With 95% confidence that the proportion of Canadians with income less than $20000 is between 0.1702 and 0.3098.

We have been given a problem to solve which is all about finding out a 95% confidence interval for the proportion of a whole population, specifically Canadians, which have an income of less than $20000.

Here is a step by step guide on how you can solve the problem:

Step1: Identify the given information from the problem:

a) the sample size.
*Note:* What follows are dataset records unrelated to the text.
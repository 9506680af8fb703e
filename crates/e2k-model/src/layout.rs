// This Source Code Form is subject to the terms of the Mozilla Public
// License, v. 2.0. If a copy of the MPL was not distributed with this
// file, You can obtain one at https://mozilla.org/MPL/2.0/.

//! Building layout: levels, floor types and grids

use crate::{Id, Point2D, POINT_TOLERANCE};
use serde::{Deserialize, Serialize};

/// A horizontal building elevation reference ("Story" in E2K)
#[derive(Clone, Debug, PartialEq, Serialize, Deserialize)]
pub struct Level {
    pub id: Id,
    /// Canonical name (a `StoryN` name is stored as `N`)
    pub name: String,
    /// Absolute elevation
    pub elevation: f64,
    /// Floor type shared with similar levels
    pub floor_type_id: Option<Id>,
}

impl Level {
    pub fn new(id: Id, name: impl Into<String>, elevation: f64) -> Self {
        Self {
            id,
            name: name.into(),
            elevation,
            floor_type_id: None,
        }
    }

    /// Set floor type
    pub fn with_floor_type(mut self, floor_type_id: Id) -> Self {
        self.floor_type_id = Some(floor_type_id);
        self
    }
}

/// Reusable per-elevation layout template
#[derive(Clone, Debug, PartialEq, Serialize, Deserialize)]
pub struct FloorType {
    pub id: Id,
    pub name: String,
}

impl FloorType {
    pub fn new(id: Id, name: impl Into<String>) -> Self {
        Self {
            id,
            name: name.into(),
        }
    }
}

/// Cartesian grid system grids belong to
#[derive(Clone, Debug, PartialEq, Serialize, Deserialize)]
pub struct GridSystem {
    pub id: Id,
    pub name: String,
    pub bubble_size: f64,
}

/// Axis an orthogonal grid line measures along
#[derive(Clone, Copy, Debug, PartialEq, Eq, Hash, Serialize, Deserialize)]
pub enum GridAxis {
    /// Line of constant X
    X,
    /// Line of constant Y
    Y,
}

impl GridAxis {
    pub fn as_e2k(&self) -> &'static str {
        match self {
            GridAxis::X => "X",
            GridAxis::Y => "Y",
        }
    }

    pub fn parse(s: &str) -> Option<Self> {
        match s.trim().to_uppercase().as_str() {
            "X" => Some(GridAxis::X),
            "Y" => Some(GridAxis::Y),
            _ => None,
        }
    }
}

/// How a grid line sits in plan
#[derive(Clone, Copy, Debug, PartialEq)]
pub enum GridOrientation {
    Orthogonal { axis: GridAxis, coordinate: f64 },
    General,
}

/// Planar grid line
#[derive(Clone, Debug, PartialEq, Serialize, Deserialize)]
pub struct Grid {
    pub id: Id,
    /// Grid label
    pub name: String,
    /// Owning grid system name
    pub system: String,
    pub start: Point2D,
    pub end: Point2D,
    pub bubble_at_start: bool,
    pub bubble_at_end: bool,
}

impl Grid {
    /// Orthogonal when the endpoints share X or Y within tolerance
    pub fn orientation(&self) -> GridOrientation {
        if (self.start.x - self.end.x).abs() < POINT_TOLERANCE {
            GridOrientation::Orthogonal {
                axis: GridAxis::X,
                coordinate: self.start.x,
            }
        } else if (self.start.y - self.end.y).abs() < POINT_TOLERANCE {
            GridOrientation::Orthogonal {
                axis: GridAxis::Y,
                coordinate: self.start.y,
            }
        } else {
            GridOrientation::General
        }
    }

    /// Re-span an orthogonal grid between `from` and `to` along its length
    pub fn respan(&mut self, from: f64, to: f64) {
        match self.orientation() {
            GridOrientation::Orthogonal {
                axis: GridAxis::X,
                coordinate,
            } => {
                self.start = Point2D::new(coordinate, from);
                self.end = Point2D::new(coordinate, to);
            }
            GridOrientation::Orthogonal {
                axis: GridAxis::Y,
                coordinate,
            } => {
                self.start = Point2D::new(from, coordinate);
                self.end = Point2D::new(to, coordinate);
            }
            GridOrientation::General => {}
        }
    }
}

/// Levels, grids and floor types of a model
#[derive(Clone, Debug, Default, PartialEq, Serialize, Deserialize)]
pub struct ModelLayoutContainer {
    pub levels: Vec<Level>,
    pub floor_types: Vec<FloorType>,
    pub grid_systems: Vec<GridSystem>,
    pub grids: Vec<Grid>,
}

impl ModelLayoutContainer {
    /// Find a level by id
    pub fn level(&self, id: &Id) -> Option<&Level> {
        self.levels.iter().find(|l| &l.id == id)
    }

    /// Levels sorted bottom-up
    pub fn levels_ascending(&self) -> Vec<&Level> {
        let mut levels: Vec<&Level> = self.levels.iter().collect();
        levels.sort_by(|a, b| a.elevation.total_cmp(&b.elevation));
        levels
    }

    /// Lowest level, if any
    pub fn lowest_level(&self) -> Option<&Level> {
        self.levels
            .iter()
            .min_by(|a, b| a.elevation.total_cmp(&b.elevation))
    }

    /// Levels strictly above `base` up to and including `top`, bottom-up
    ///
    /// These are the stories a vertical element between the two levels
    /// is assigned on.
    pub fn levels_spanned(&self, base: &Level, top: &Level) -> Vec<&Level> {
        self.levels_ascending()
            .into_iter()
            .filter(|l| l.elevation > base.elevation && l.elevation <= top.elevation)
            .collect()
    }

    /// Find a floor type by id
    pub fn floor_type(&self, id: &Id) -> Option<&FloorType> {
        self.floor_types.iter().find(|f| &f.id == id)
    }
}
In this case, we know that the size of the sample is 144.

b) the proportion of the sample population who has an income below $20000. This is given as 0.24.

c) The value of the z-score provided for a 95% confidence interval, which is 1.96.

Step2: Discover the standard error of the sample proportion.

The standard error (SE) is a measure of how spread out the proportions are in the sample.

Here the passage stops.